Lick It Up built upon the harder sound Kiss had displayed on 1982's Creatures of the Night. It was certified gold on December 22, 1983, the first Kiss album to achieve certification since 1980's Unmasked. This is partially attributable to the increased publicity the band received after their unmasking.
As soon as the Creatures of the Night Tour/10th Anniversary Tour wrapped up in June, the band immediately went back into the studio to begin work on their next album, which was recorded over the next two months. "Lick It Up" and "All Hell's Breakin' Loose" were released as singles from the album. They were accompanied by a pair of similarly themed, tongue-in-cheek videos featuring the band (along with many scantily clad women) in desolate, post-apocalyptic settings.
For the first time, Vinnie Vincent appeared on the cover art for the album, whereas Ace Frehley had appeared on the Creatures of the Night cover, despite having already left the band and not being involved in the recording of the album. Vincent was not legally a member of the band. Due partly to disputes over what his role in the band and his pay would be (some reports indicated that he had asked for, and was flatly denied, a percentage of the band's gross profits), Vincent never signed any contract making his employment official. These disputes, along with a growing attitude by him that he was solely responsible for the resurgence of Kiss, would lead to him leaving the band (or being fired, depending on the source) after the European leg of the Lick It Up tour.

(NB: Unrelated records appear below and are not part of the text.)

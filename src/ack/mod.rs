pub mod responder;
pub mod tracker;
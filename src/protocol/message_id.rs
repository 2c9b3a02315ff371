use std::fmt::{Debug, Display, Formatter};

use bytes::{Buf, BufMut};
use bytes_varint::{VarIntSupport, VarIntSupportMut};
use crc::Crc;

use crate::protocol::message_type::MessageType;

const DIGEST: Crc<u32> = Crc::<u32>::new(&crc::CRC_32_ISCSI);

/// Correlates an acknowledgement with the message it confirms.
///
/// The `sequence` part is the sender's send counter at the time the message was sent, which makes
///  ids unique among a sender's pending messages. The `digest` is derived from the message's type
///  and content so that an ACK for a different message that happens to reuse a sequence number
///  (e.g. after a sender restart) does not match.
#[derive(Copy, Clone, Eq, PartialEq, Ord, PartialOrd, Hash)]
pub struct MessageId {
    pub sequence: u64,
    pub digest: u32,
}

impl Debug for MessageId {
    fn fmt(&self, f: &mut Formatter<'_>) -> std::fmt::Result {
        write!(f, "{}:{:08x}", self.sequence, self.digest)
    }
}

impl Display for MessageId {
    fn fmt(&self, f: &mut Formatter<'_>) -> std::fmt::Result {
        Debug::fmt(self, f)
    }
}

impl MessageId {
    pub fn new(sequence: u64, message_type: MessageType, content: &[u8]) -> MessageId {
        let discriminator: u8 = message_type.into();

        let mut digest = DIGEST.digest();
        digest.update(&[discriminator]);
        digest.update(content);

        MessageId {
            sequence,
            digest: digest.finalize(),
        }
    }

    pub fn ser(&self, buf: &mut impl BufMut) {
        buf.put_u64_varint(self.sequence);
        buf.put_u32(self.digest);
    }

    pub fn try_deser(buf: &mut impl Buf) -> anyhow::Result<MessageId> {
        let sequence = buf.try_get_u64_varint()?;
        let digest = buf.try_get_u32()?;
        Ok(MessageId { sequence, digest })
    }
}
//! An acknowledgement layer on top of UDP: it adds per-message delivery confirmation, retries
//!  and drop accounting to an unreliable datagram transport.
//!
//! ## Design goals
//!
//! * Confidence per message, not ordering: each message that requires acknowledgement is
//!    confirmed individually, and acknowledgements may arrive in any order
//!   * there are no ordering guarantees across messages, and no deduplication on the receiving
//!      side - a retransmitted message may be delivered more than once
//! * Senders decide *per message type* whether a message needs confirmation:
//!   * REGISTER messages are always acknowledged
//!   * REGISTER_WITH_ACKNOWLEDGES switches the connection into 'explicit' mode where all
//!      subsequent messages are acknowledged
//!   * UNREGISTER switches back to the default mode
//!   * both sides track the mode per peer based on the messages they see, so there is no
//!      separate handshake
//! * Bounded retries: a message is retransmitted until it is acknowledged or the retry budget
//!    is exhausted. Exhausted messages are *dropped*, which is counted rather than raised as an
//!    error, so the layer degrades by accumulating drops instead of failing
//! * Peer-to-peer: every end point can send and receive, 'client' and 'server' are roles of the
//!    application
//!
//! ## Wire format
//!
//! Each UDP datagram contains exactly one envelope - all numbers in network byte order (BE):
//! ```ascii
//! 0:  protocol version (u8), 1 for this version
//! 1:  message type (u8)
//!     * 1 REGISTER
//!     * 2 REGISTER_WITH_ACKNOWLEDGES
//!     * 3 STATE_ID
//!     * 4 COMMAND
//!     * 5 ACK
//!     * 6 UNREGISTER
//!     * 7 HEARTBEAT
//! 2:  CRC-32 checksum (u32) of the rest of the datagram, starting after the checksum
//! 6:  message identity: sequence number (varint u64) - the sender's send counter
//! *:  message identity: digest (u32) - CRC-32 of message type and content
//! *:  content: the rest of the datagram, opaque to the protocol. Empty for ACK.
//! ```
//!
//! An ACK echoes the identity of the message it confirms. Datagrams that can not be decoded are
//!  dropped without acknowledgement.

pub mod ack;
pub mod config;
pub mod end_point;
pub mod peer_modes;
pub mod protocol;
pub mod test_util;
pub mod transport;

With the band unable to secure a replacement guitarist on such short notice, Vincent was enticed to return for the American leg of the tour; however, his refusal to sign his contract continued to be a sore point. A major rift developed between him and the rest of the band over his guitar solos. What were supposed 5–8 minute solos, timed to finish on a cue so that Paul Stanley could introduce the next song, suddenly expanded in some instances, leaving the rest of the band impatiently waiting on stage for Vincent to finish.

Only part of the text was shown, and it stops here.